In response to the other reviewers' feedback, we conducted additional experiments, including (1) comparing Prompt Detective against PLeak, a prompt extraction baseline, and (2) an ablation study on Prompt Detective embeddings. Please, see our general response for details.

We sincerely thank you once again for your thoughtful feedback. We hope our responses have addressed your questions, and kindly ask you to consider increasing your score in light of the clarifications and improvements we have provided.

2024-11-28

I thank the authors for their detailed reply and the additional plots/details.
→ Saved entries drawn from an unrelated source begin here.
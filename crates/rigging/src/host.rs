//! Host Environment Adapter — шов к внешнему графу объектов движка.
//!
//! Контейнер никогда не конструирует host-объекты: он их только находит
//! через этот адаптер и кэширует как HostOwned. Реализация живёт в слое
//! интеграции с движком и в core не входит.

use std::any::{Any, TypeId};
use std::fmt;
use std::sync::Arc;

/// Идентификатор внешней сцены, к жизни которой привязан scene-scope.
#[derive(Debug, Clone, PartialEq, Eq, Hash)]
pub struct SceneId(String);

impl SceneId {
    pub fn new(name: impl Into<String>) -> Self {
        Self(name.into())
    }

    /// Id для scope, создаваемого когда host не сообщил активную сцену.
    pub fn anonymous() -> Self {
        Self("<anonymous>".to_string())
    }

    pub fn as_str(&self) -> &str {
        &self.0
    }
}

impl fmt::Display for SceneId {
    fn fmt(&self, f: &mut fmt::Formatter<'_>) -> fmt::Result {
        f.write_str(&self.0)
    }
}

/// Запрос на поиск существующего объекта во внешнем графе.
#[derive(Debug, Clone)]
pub struct HostQuery {
    pub type_id: TypeId,
    pub type_name: &'static str,
    /// Ограничение поиска поддеревом внешнего графа; `None` — весь граф.
    pub search_root: Option<String>,
}

impl HostQuery {
    pub fn of<T: Send + Sync + 'static>(search_root: Option<&str>) -> Self {
        Self {
            type_id: TypeId::of::<T>(),
            type_name: std::any::type_name::<T>(),
            search_root: search_root.map(|s| s.to_string()),
        }
    }
}

/// Адаптер к живому внешнему окружению (граф сцены движка).
///
/// Возвращаемый `Arc<dyn Any>` должен скрывать ровно тот конкретный тип,
/// который указан в `query.type_id`, иначе находка будет отброшена.
pub trait HostAdapter: Send + Sync {
    /// Найти ноль-или-один существующий объект запрошенного типа.
    fn find_existing(&self, query: &HostQuery) -> Option<Arc<dyn Any + Send + Sync>>;

    /// Какая внешняя сцена сейчас активна (для выбора "текущего" scope).
    fn active_scene(&self) -> Option<SceneId> {
        None
    }
}

/// Адаптер-заглушка для окружений без host-графа (чистые тесты, tools).
#[derive(Debug, Default)]
pub struct NullHostAdapter;

impl HostAdapter for NullHostAdapter {
    fn find_existing(&self, _query: &HostQuery) -> Option<Arc<dyn Any + Send + Sync>> {
        None
    }
}
//! ServiceContainer — единый тип для обоих уровней.
//!
//! Глобальный контейнер — без родителя; scene-контейнер держит ссылку на
//! глобальный и при `get`/разрешении параметров проваливается в него, если
//! тип не привязан локально. Исходная система дублировала этот алгоритм в
//! двух почти одинаковых классах — здесь он один, параметризованный scope.

use std::any::TypeId;
use std::fmt;
use std::sync::Arc;

use parking_lot::RwLock;
use tracing::debug;

use crate::binding::{BindingEntry, BindingStore, ServiceHandle};
use crate::catalog::{Dependency, ServiceCatalog};
use crate::config::ContainerConfig;
use crate::errors::ContainerError;
use crate::host::{HostAdapter, HostQuery, SceneId};
use crate::lifecycle::Lifecycle;
use crate::resolver::ResolutionSession;
use crate::stats::{ContainerStats, StatsRecorder};

/// Граница жизни и видимости привязок.
#[derive(Debug, Clone, PartialEq, Eq)]
pub enum Scope {
    /// Один на процесс, живёт до shutdown.
    Global,
    /// Привязан к внешней сцене; умирает вместе с ней.
    Scene(SceneId),
}

impl fmt::Display for Scope {
    fn fmt(&self, f: &mut fmt::Formatter<'_>) -> fmt::Result {
        match self {
            Scope::Global => f.write_str("global"),
            Scope::Scene(id) => write!(f, "scene:{id}"),
        }
    }
}

pub struct ServiceContainer {
    scope: Scope,
    parent: Option<Arc<ServiceContainer>>,
    catalog: Arc<ServiceCatalog>,
    host: Arc<dyn HostAdapter>,
    config: Arc<ContainerConfig>,
    store: RwLock<BindingStore>,
    stats: StatsRecorder,
}

impl ServiceContainer {
    /// Создать глобальный (process-lifetime) контейнер.
    pub fn global(
        catalog: Arc<ServiceCatalog>,
        host: Arc<dyn HostAdapter>,
        config: ContainerConfig,
    ) -> Arc<Self> {
        let track = config.track_stats;
        Arc::new(Self {
            scope: Scope::Global,
            parent: None,
            catalog,
            host,
            config: Arc::new(config),
            store: RwLock::new(BindingStore::new()),
            stats: StatsRecorder::new(track),
        })
    }

    /// Создать scene-контейнер поверх глобального.
    pub(crate) fn scene(id: SceneId, parent: Arc<ServiceContainer>) -> Arc<Self> {
        Arc::new(Self {
            scope: Scope::Scene(id),
            catalog: parent.catalog.clone(),
            host: parent.host.clone(),
            config: parent.config.clone(),
            store: RwLock::new(BindingStore::new()),
            stats: StatsRecorder::new(parent.config.track_stats),
            parent: Some(parent),
        })
    }

    pub fn scope(&self) -> &Scope {
        &self.scope
    }

    pub(crate) fn scene_id(&self) -> Option<&SceneId> {
        match &self.scope {
            Scope::Global => None,
            Scope::Scene(id) => Some(id),
        }
    }

    // === Bind-операции ===

    /// Зарегистрировать готовый экземпляр (ContainerOwned).
    ///
    /// `initialize` выполняется до регистрации: упавший хук ничего не
    /// оставляет в хранилище.
    pub fn bind_instance<T: Lifecycle + 'static>(&self, value: T) -> Result<(), ContainerError> {
        self.ensure_vacant::<T>()?;
        let handle = ServiceHandle::owned(value);
        handle.initialize()?;
        self.insert_entry(
            TypeId::of::<T>(),
            std::any::type_name::<T>(),
            BindingEntry::container_owned(handle),
        )?;
        self.stats.record_bind();
        debug!(scope = %self.scope, service = std::any::type_name::<T>(), "instance bound");
        Ok(())
    }

    /// Зарегистрировать экземпляр, lifecycle которого принадлежит host-у
    /// или вызывающему коду: доступен через `get`, но dispose-exempt и не
    /// инициализируется контейнером.
    pub fn bind_unmanaged_instance<T: Send + Sync + 'static>(
        &self,
        value: T,
    ) -> Result<(), ContainerError> {
        self.ensure_vacant::<T>()?;
        self.insert_entry(
            TypeId::of::<T>(),
            std::any::type_name::<T>(),
            BindingEntry::host_owned(ServiceHandle::from_arc(Arc::new(value), None)),
        )?;
        self.stats.record_bind();
        debug!(scope = %self.scope, service = std::any::type_name::<T>(), "unmanaged instance bound");
        Ok(())
    }

    /// Сконструировать конкретный тип по каталогу и привязать под его же
    /// ключом. Конструирование eager — происходит прямо в bind-вызове.
    pub fn bind_concrete<T: Send + Sync + 'static>(&self) -> Result<(), ContainerError> {
        self.ensure_vacant::<T>()?;
        let mut session = ResolutionSession::new(self);
        let handle = session.construct(Dependency::of::<T>())?;
        self.commit_staged(session.into_staged());
        self.insert_entry(
            TypeId::of::<T>(),
            std::any::type_name::<T>(),
            BindingEntry::container_owned(handle),
        )?;
        self.stats.record_bind();
        debug!(scope = %self.scope, service = std::any::type_name::<T>(), "concrete service bound");
        Ok(())
    }

    /// Сконструировать `Impl` и привязать под ключом абстракции `I`.
    ///
    /// `coerce` — unsizing-переход `Arc<Impl> -> Arc<I>`; на месте вызова
    /// это всегда `|imp| imp`.
    pub fn bind_interface<I, Impl, F>(&self, coerce: F) -> Result<(), ContainerError>
    where
        I: ?Sized + Send + Sync + 'static,
        Impl: Send + Sync + 'static,
        F: FnOnce(Arc<Impl>) -> Arc<I>,
    {
        self.ensure_vacant::<I>()?;
        let mut session = ResolutionSession::new(self);
        let built = session.construct(Dependency::of::<Impl>())?;
        let hooks = built.hooks().cloned();
        let implementation = built.downcast::<Impl>().ok_or_else(|| {
            ContainerError::no_constructor(
                std::any::type_name::<Impl>(),
                0,
                "declared constructor produced an unexpected type",
            )
        })?;
        self.commit_staged(session.into_staged());
        self.insert_entry(
            TypeId::of::<I>(),
            std::any::type_name::<I>(),
            BindingEntry::container_owned(ServiceHandle::from_arc(coerce(implementation), hooks)),
        )?;
        self.stats.record_bind();
        debug!(
            scope = %self.scope,
            abstraction = std::any::type_name::<I>(),
            implementation = std::any::type_name::<Impl>(),
            "interface bound"
        );
        Ok(())
    }

    /// Найти существующий объект во внешнем графе и привязать как HostOwned.
    pub fn bind_from_host<T: Send + Sync + 'static>(
        &self,
        search_root: Option<&str>,
    ) -> Result<(), ContainerError> {
        self.ensure_vacant::<T>()?;
        let query = HostQuery::of::<T>(search_root);
        let found = self
            .host
            .find_existing(&query)
            .and_then(|any| any.downcast::<T>().ok());
        match found {
            Some(arc) => {
                self.stats.record_host_discovery();
                self.insert_entry(
                    TypeId::of::<T>(),
                    std::any::type_name::<T>(),
                    BindingEntry::host_owned(ServiceHandle::from_arc(arc, None)),
                )?;
                self.stats.record_bind();
                debug!(scope = %self.scope, service = std::any::type_name::<T>(), "host object bound");
                Ok(())
            }
            None => Err(ContainerError::host_lookup(
                std::any::type_name::<T>(),
                search_root,
            )),
        }
    }

    // === Доступ ===

    /// Получить привязанный экземпляр; в scene-scope — с fallback в global.
    pub fn get<T: ?Sized + Send + Sync + 'static>(&self) -> Result<Arc<T>, ContainerError> {
        let key = TypeId::of::<T>();
        let handle = self.lookup_local(key).or_else(|| self.lookup_parent(key));
        match handle.and_then(|h| h.downcast::<T>()) {
            Some(arc) => {
                self.stats.record_resolution(true);
                Ok(arc)
            }
            None => {
                self.stats.record_resolution(false);
                Err(ContainerError::not_found(
                    std::any::type_name::<T>(),
                    self.scope.to_string(),
                ))
            }
        }
    }

    pub fn try_get<T: ?Sized + Send + Sync + 'static>(&self) -> Option<Arc<T>> {
        self.get::<T>().ok()
    }

    pub fn contains<T: ?Sized + 'static>(&self) -> bool {
        let key = TypeId::of::<T>();
        self.store.read().contains(&key) || self.lookup_parent(key).is_some()
    }

    // === Teardown ===

    /// Снять привязку; ContainerOwned экземпляр получает dispose ровно один
    /// раз. Повторные вызовы после удаления — no-op (`false`).
    pub fn unbind<T: ?Sized + 'static>(&self) -> bool {
        let removed = self.store.write().remove(&TypeId::of::<T>());
        match removed {
            Some(entry) => {
                if entry.dispose() {
                    self.stats.record_disposals(1);
                }
                debug!(scope = %self.scope, service = std::any::type_name::<T>(), "binding removed");
                true
            }
            None => false,
        }
    }

    /// Снять все привязки scope; порядок dispose не специфицирован,
    /// teardown доходит до конца независимо от ошибок хуков.
    pub fn clear(&self) {
        let entries = self.store.write().drain();
        let total = entries.len();
        let mut disposed = 0u64;
        for entry in &entries {
            if entry.dispose() {
                disposed += 1;
            }
        }
        self.stats.record_disposals(disposed);
        debug!(scope = %self.scope, total, disposed, "scope cleared");
    }

    /// Снимок счётчиков scope.
    pub fn stats(&self) -> ContainerStats {
        self.stats.snapshot(self.store.read().len())
    }

    // === Внутренние шовные методы (резолвер) ===

    pub(crate) fn catalog(&self) -> &ServiceCatalog {
        &self.catalog
    }

    pub(crate) fn host_adapter(&self) -> &dyn HostAdapter {
        self.host.as_ref()
    }

    pub(crate) fn config(&self) -> &ContainerConfig {
        &self.config
    }

    pub(crate) fn stats_recorder(&self) -> &StatsRecorder {
        &self.stats
    }

    pub(crate) fn lookup_local(&self, key: TypeId) -> Option<ServiceHandle> {
        self.store.read().get(&key).map(|entry| entry.handle().clone())
    }

    /// Поиск по цепочке родителей (только уже привязанные записи).
    pub(crate) fn lookup_parent(&self, key: TypeId) -> Option<ServiceHandle> {
        let mut current = self.parent.as_deref();
        while let Some(container) = current {
            if let Some(handle) = container.lookup_local(key) {
                return Some(handle);
            }
            current = container.parent.as_deref();
        }
        None
    }

    fn ensure_vacant<T: ?Sized + 'static>(&self) -> Result<(), ContainerError> {
        if self.store.read().contains(&TypeId::of::<T>()) {
            return Err(ContainerError::duplicate(
                std::any::type_name::<T>(),
                self.scope.to_string(),
            ));
        }
        Ok(())
    }

    fn insert_entry(
        &self,
        key: TypeId,
        key_name: &'static str,
        entry: BindingEntry,
    ) -> Result<(), ContainerError> {
        if self.store.write().try_insert(key, entry) {
            Ok(())
        } else {
            Err(ContainerError::duplicate(key_name, self.scope.to_string()))
        }
    }

    /// Закоммитить staged-зависимости успешной сессии в local scope.
    fn commit_staged(&self, staged: std::collections::HashMap<TypeId, BindingEntry>) {
        if staged.is_empty() {
            return;
        }
        let mut store = self.store.write();
        for (key, entry) in staged {
            if !store.try_insert(key, entry) {
                // Ключ занялся внутри этого же bind-вызова (re-entrant
                // фабрика); существующая привязка остаётся.
                debug!(scope = %self.scope, "staged dependency already bound, keeping existing");
            }
        }
    }
}

impl fmt::Debug for ServiceContainer {
    fn fmt(&self, f: &mut fmt::Formatter<'_>) -> fmt::Result {
        f.debug_struct("ServiceContainer")
            .field("scope", &self.scope)
            .field("bound", &self.store.read().len())
            .field("has_parent", &self.parent.is_some())
            .finish()
    }
}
Re most points: The full ROC curves (2) and p-values for positive pairs in Fig. 3 (3) help to instill confidence in the method, and I see my mistake regarding Figure 4/the hard setup (4). I also thank the authors for clarifying the challenge in comparing all pairs (5), although I am still wondering if there is a heuristic approach to subsample particularly "hard" pairs. Finally, I realize that I made a thinking error, and the authors are indeed correct that reporting TPR and FPR values in the typo case study are not possible (6). However, the paper could more explicitly mention that the case study is essentially just a (interesting but) single example, not a full study with significant results.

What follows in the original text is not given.